As I shuffle through the hundreds of photos on my computer, trying to find the perfect one, I have a great time laughing at some of the rejects. In one, the baby's Santa hat was completely covering her eyes, so all you could see was her little nose and mouth. In another, my younger son had a wide open mouth full of cereal for the world to see. In yet another, my oldest son was holding up his pointer finger in the "I'm #1" pose. I laugh as I see them looking at each other and laughing at their crazy mommy. So I saved a few of the rejects to share this year, just because they're so much fun. In fact, a couple of the rejects are now on my computer desktop because they're my new favorites. They actually show my kids' true personalities. And they reflect the reality that is our family. Far from perfect, but much more fun.
Putting my album of rejects together made me think of all the misfit toys from my favorite Christmas show, the old-school Rankin-Bass production of "Rudolph the Red-Nosed Reindeer." Those cute little misfits were the rejects of their lot, too. A train with square wheels, a Charlie-in-the-box, a bird fish, and a spotted elephant. All deemed too imperfect to be played with. But they've ended up as stars of the show now. Even Santa recognizes their value in the end.

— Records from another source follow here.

//! Source selection policy.

use crate::classifier::{Classification, QueryScope};
use crate::types::SourceKind;
use serde::Serialize;
use std::fmt;

/// Local preview score at or above which a document question stays local.
pub const HIGH_LOCAL_RELEVANCE: f32 = 0.7;

/// Local preview score below which external sources take priority.
pub const LOW_LOCAL_RELEVANCE: f32 = 0.3;

/// Which row of the selection table fired.
#[derive(Debug, Clone, Copy, PartialEq, Eq, Serialize)]
#[serde(rename_all = "snake_case")]
pub enum SelectionRule {
    /// Strong local match on a document question
    DocumentFirst,
    /// Weak local match or an external question
    ExternalFirst,
    /// Document triggers present
    DocumentAndCloud,
    /// Everything else
    Balanced,
}

impl SelectionRule {
    /// Instruction appended to the generation prompt for this rule.
    pub fn priority_hint(&self) -> &'static str {
        match self {
            SelectionRule::DocumentFirst => {
                "Rely on the local document sources; they are highly relevant to this question."
            }
            SelectionRule::ExternalFirst => {
                "Prioritize the web and cloud sources; the local documents are unlikely to answer this question."
            }
            SelectionRule::DocumentAndCloud => {
                "Prioritize the local documents, then the cloud documents."
            }
            SelectionRule::Balanced => "Use all sources, weighing each by its relevance.",
        }
    }
}

impl fmt::Display for SelectionRule {
    fn fmt(&self, f: &mut fmt::Formatter<'_>) -> fmt::Result {
        f.write_str(match self {
            SelectionRule::DocumentFirst => "document_first",
            SelectionRule::ExternalFirst => "external_first",
            SelectionRule::DocumentAndCloud => "document_and_cloud",
            SelectionRule::Balanced => "balanced",
        })
    }
}

/// Which sources to query and in what priority.
#[derive(Debug, Clone, PartialEq, Eq, Serialize)]
pub struct SourceSelection {
    pub use_local: bool,
    pub use_web: bool,
    pub use_cloud: bool,
    /// Local is queried only to supplement external sources
    pub local_supplemental: bool,
    /// Interleaving order for the context assembler; lists only selected sources
    pub priority: Vec<SourceKind>,
    pub rule: SelectionRule,
}

impl SourceSelection {
    pub fn uses(&self, kind: SourceKind) -> bool {
        match kind {
            SourceKind::Local => self.use_local,
            SourceKind::Web => self.use_web,
            SourceKind::Cloud => self.use_cloud,
        }
    }

    fn from_rule(rule: SelectionRule) -> Self {
        use SourceKind::{Cloud, Local, Web};

        let (use_web, use_cloud, local_supplemental, priority) = match rule {
            SelectionRule::DocumentFirst => (false, false, false, vec![Local]),
            SelectionRule::ExternalFirst => (true, true, true, vec![Web, Cloud, Local]),
            SelectionRule::DocumentAndCloud => (false, true, false, vec![Local, Cloud]),
            SelectionRule::Balanced => (true, true, false, vec![Local, Web, Cloud]),
        };

        Self {
            use_local: true,
            use_web,
            use_cloud,
            local_supplemental,
            priority,
            rule,
        }
    }
}

/// Decide which sources to query. The first matching rule wins.
pub fn select(local_preview_score: f32, classification: &Classification) -> SourceSelection {
    let rule = if local_preview_score >= HIGH_LOCAL_RELEVANCE
        && classification.scope == QueryScope::Document
    {
        SelectionRule::DocumentFirst
    } else if local_preview_score < LOW_LOCAL_RELEVANCE
        || classification.scope == QueryScope::External
    {
        SelectionRule::ExternalFirst
    } else if classification.has_document_triggers() {
        SelectionRule::DocumentAndCloud
    } else {
        SelectionRule::Balanced
    };

    let selection = SourceSelection::from_rule(rule);

    tracing::info!(
        rule = %selection.rule,
        local_preview_score,
        scope = %classification.scope,
        local = selection.use_local,
        web = selection.use_web,
        cloud = selection.use_cloud,
        "Selected sources"
    );

    selection
}
/// Main application configuration.
#[derive(Debug, Clone, Serialize, Deserialize)]
pub struct AppConfig {
    /// Path to the workspace root (contains .agentrag/)
    pub workspace: PathBuf,

    /// Optional config file path
    pub config_file: Option<PathBuf>,

    /// Generation provider ("ollama" or "gemini")
    pub provider: String,

    /// Generation model identifier
    pub model: String,

    /// Explicit API key for the generation provider
    pub api_key: Option<String>,

    /// Log level override
    pub log_level: Option<String>,

    /// Verbose mode (enables debug logging)
    pub verbose: bool,

    /// Disable colored output
    pub no_color: bool,

    /// LLM provider configurations
    pub llm: Option<LlmConfig>,

    /// Retrieval source collaborators
    pub sources: SourcesConfig,
}

/// LLM configuration from config.yaml.
#[derive(Debug, Clone, Serialize, Deserialize)]
pub struct LlmConfig {
    #[serde(rename = "activeProvider")]
    pub active_provider: String,

    pub providers: HashMap<String, ProviderConfig>,
}

/// Provider-specific configuration.
#[derive(Debug, Clone, Serialize, Deserialize)]
#[serde(untagged)]
pub enum ProviderConfig {
    Gemini {
        #[serde(rename = "apiKeyEnv")]
        api_key_env: String,
        model: String,
        endpoint: Option<String>,
    },
    Ollama {
        endpoint: String,
        model: String,
        timeout: Option<u64>,
    },
}

impl ProviderConfig {
    /// Model configured for this provider.
    pub fn model(&self) -> &str {
        match self {
            ProviderConfig::Gemini { model, .. } | ProviderConfig::Ollama { model, .. } => model,
        }
    }

    /// Custom endpoint, if one is configured.
    pub fn endpoint(&self) -> Option<&str> {
        match self {
            ProviderConfig::Gemini { endpoint, .. } => endpoint.as_deref(),
            ProviderConfig::Ollama { endpoint, .. } => Some(endpoint.as_str()),
        }
    }

    /// Request timeout in seconds, if one is configured.
    pub fn timeout_secs(&self) -> Option<u64> {
        match self {
            ProviderConfig::Ollama { timeout, .. } => *timeout,
            ProviderConfig::Gemini { .. } => None,
        }
    }
}
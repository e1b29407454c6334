//! Prompt builder for rendering templates.

use crate::types::{BuiltPrompt, PromptDefinition};
use agentrag_core::{AppError, AppResult};
use handlebars::Handlebars;
use serde::Serialize;

/// Build a prompt from a definition and template data.
///
/// Both the system template (when present) and the user template are rendered
/// with Handlebars against the same `data`. HTML escaping is disabled since
/// the output is plain text for an LLM.
///
/// # Example
/// ```no_run
/// use agentrag_prompt::{build_prompt, builtin_prompt};
///
/// # fn example() -> Result<(), Box<dyn std::error::Error>> {
/// let def = builtin_prompt("answer.cited")?;
/// let data = serde_json::json!({ "question": "What is Rust?", "sources": [] });
/// let built = build_prompt(&def, &data)?;
/// println!("User prompt: {}", built.user);
/// # Ok(())
/// # }
/// ```
pub fn build_prompt<T: Serialize>(definition: &PromptDefinition, data: &T) -> AppResult<BuiltPrompt> {
    tracing::debug!("Building prompt: {}", definition.id);

    let handlebars = registry(definition)?;

    let user = handlebars
        .render("user", data)
        .map_err(|e| AppError::Prompt(format!("Failed to render template: {}", e)))?;

    let system = if definition.system.is_some() {
        Some(
            handlebars
                .render("system", data)
                .map_err(|e| AppError::Prompt(format!("Failed to render system template: {}", e)))?
                .trim_end()
                .to_string(),
        )
    } else {
        None
    };

    Ok(BuiltPrompt::new(system, user, definition.id.clone()))
}

fn registry(definition: &PromptDefinition) -> AppResult<Handlebars<'static>> {
    let mut handlebars = Handlebars::new();

    // Disable HTML escaping for plain text
    handlebars.register_escape_fn(handlebars::no_escape);

    handlebars
        .register_template_string("user", &definition.template)
        .map_err(|e| AppError::Prompt(format!("Failed to register template: {}", e)))?;

    if let Some(ref system) = definition.system {
        handlebars
            .register_template_string("system", system)
            .map_err(|e| AppError::Prompt(format!("Failed to register system template: {}", e)))?;
    }

    Ok(handlebars)
}

#[cfg(test)]
mod tests {
    use super::*;
    use crate::types::{PromptBehavior, PromptOutputSpec};
    use serde_json::json;

    fn create_test_definition(template: &str, system: Option<&str>) -> PromptDefinition {
        PromptDefinition {
            id: "test.prompt".to_string(),
            title: "Test".to_string(),
            api_version: "1.0".to_string(),
            created_by: "test".to_string(),
            behavior: PromptBehavior {
                tone: "factual".to_string(),
                style: "concise".to_string(),
            },
            system: system.map(str::to_string),
            template: template.to_string(),
            output: PromptOutputSpec {
                format: "markdown".to_string(),
            },
        }
    }

    #[test]
    fn test_render_simple_template() {
        let def = create_test_definition("Question: {{question}}", None);
        let built = build_prompt(&def, &json!({ "question": "Hello, world!" })).unwrap();

        assert_eq!(built.user, "Question: Hello, world!");
        assert!(built.system.is_none());
        assert_eq!(built.metadata.source_prompt_id, "test.prompt");
    }

    #[test]
    fn test_no_html_escaping() {
        let def = create_test_definition("{{question}}", None);
        let built = build_prompt(&def, &json!({ "question": "a < b && \"c\"" })).unwrap();
        assert_eq!(built.user, "a < b && \"c\"");
    }

    #[test]
    fn test_each_over_sources_and_system() {
        let def = create_test_definition(
            "{{#each sources}}[{{index}}] {{text}};{{/each}}",
            Some("Mode: {{mode}}\n"),
        );
        let data = json!({
            "mode": "cited",
            "sources": [
                { "index": 1, "text": "first" },
                { "index": 2, "text": "second" }
            ]
        });

        let built = build_prompt(&def, &data).unwrap();
        assert_eq!(built.user, "[1] first;[2] second;");
        assert_eq!(built.system.as_deref(), Some("Mode: cited"));
    }

    #[test]
    fn test_render_template_missing_variable() {
        let def = create_test_definition("Question: {{missing}}", None);
        // Handlebars renders missing variables as empty string
        let built = build_prompt(&def, &json!({})).unwrap();
        assert_eq!(built.user, "Question: ");
    }

    #[test]
    fn test_invalid_template_is_error() {
        let def = create_test_definition("{{#each sources}}unterminated", None);
        assert!(build_prompt(&def, &json!({})).is_err());
    }
}
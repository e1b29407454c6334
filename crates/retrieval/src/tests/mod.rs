//! End-to-end tests over in-memory collaborators.

mod orchestration;
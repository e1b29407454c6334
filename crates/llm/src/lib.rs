//! Text generation crate for agentrag.
//!
//! This crate provides a provider-agnostic abstraction over the large language
//! model that writes the final cited answer. The orchestration core only ever
//! sees the [`LlmClient`] trait; concrete providers live in [`providers`].
//!
//! # Providers
//! - **Ollama**: Local LLM runtime (default)
//! - **Gemini**: Google Generative Language API
//!
//! # Example
//! ```no_run
//! use agentrag_llm::{LlmClient, LlmRequest, providers::OllamaClient};
//!
//! # async fn example() -> Result<(), Box<dyn std::error::Error>> {
//! let client = OllamaClient::new();
//! let request = LlmRequest::new("Hello, world!", "llama3.2");
//! let response = client.complete(&request).await?;
//! println!("{}", response.content);
//! # Ok(())
//! # }
//! ```

pub mod client;
pub mod factory;
pub mod providers;
pub mod types;

// Re-export main types
pub use client::{LlmClient, LlmRequest, LlmResponse, LlmUsage};
pub use factory::create_client;
pub use providers::{GeminiClient, OllamaClient};
pub use types::ProviderType;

The Christmas season is filled with so much magic and wonder, but so many of us make ourselves crazy trying to get everything perfect. We want our table to look "just so" for our guests, our house decked to perfection in every room, even our landscape twinkling with perfectly-spaced lights on every tree or bush. Yes, it's a magical time, but I think the misfits and rejects are what make it so magical. Some of my favorite ornaments on my Christmas tree are old and faded and worn. There are threadbare hand-knit ornaments that my grandmother made for my parents' tree, paint-chipped toy soldiers and snowmen that were gifts to me as a kid, and one little bear ball that my Nana had bought the year she passed away. I collect Christmas angels as my favorite decorations and my three favorite angels are each broken or worn in some way. But I take them out of their boxes every year and remember the time, place and person who gave them to me with warmth and fondness. If I could find brand new versions of the same favorite angels, I wouldn't trade them for anything. It's their imperfections that give them character. I suppose I have my own misfit choir of Christmas angels. But I love them.
So I thought I'd send out a misfit version of a Christmas wish for all of you. Instead of wishing that your holiday season be filled with perfection, I actually am wishing that you're able to find the joy in all of the misfits and rejects you encounter. May your wreaths hang a little crooked, your cookies come out a little crumbly, and your Christmas card photos be crazy. I wish for you that all the imperfections of the season bring you nothing but joy and laughter and fodder for future Christmas stories worth retelling.
Merry Christmas, Happy Holidays, and Happy New Year!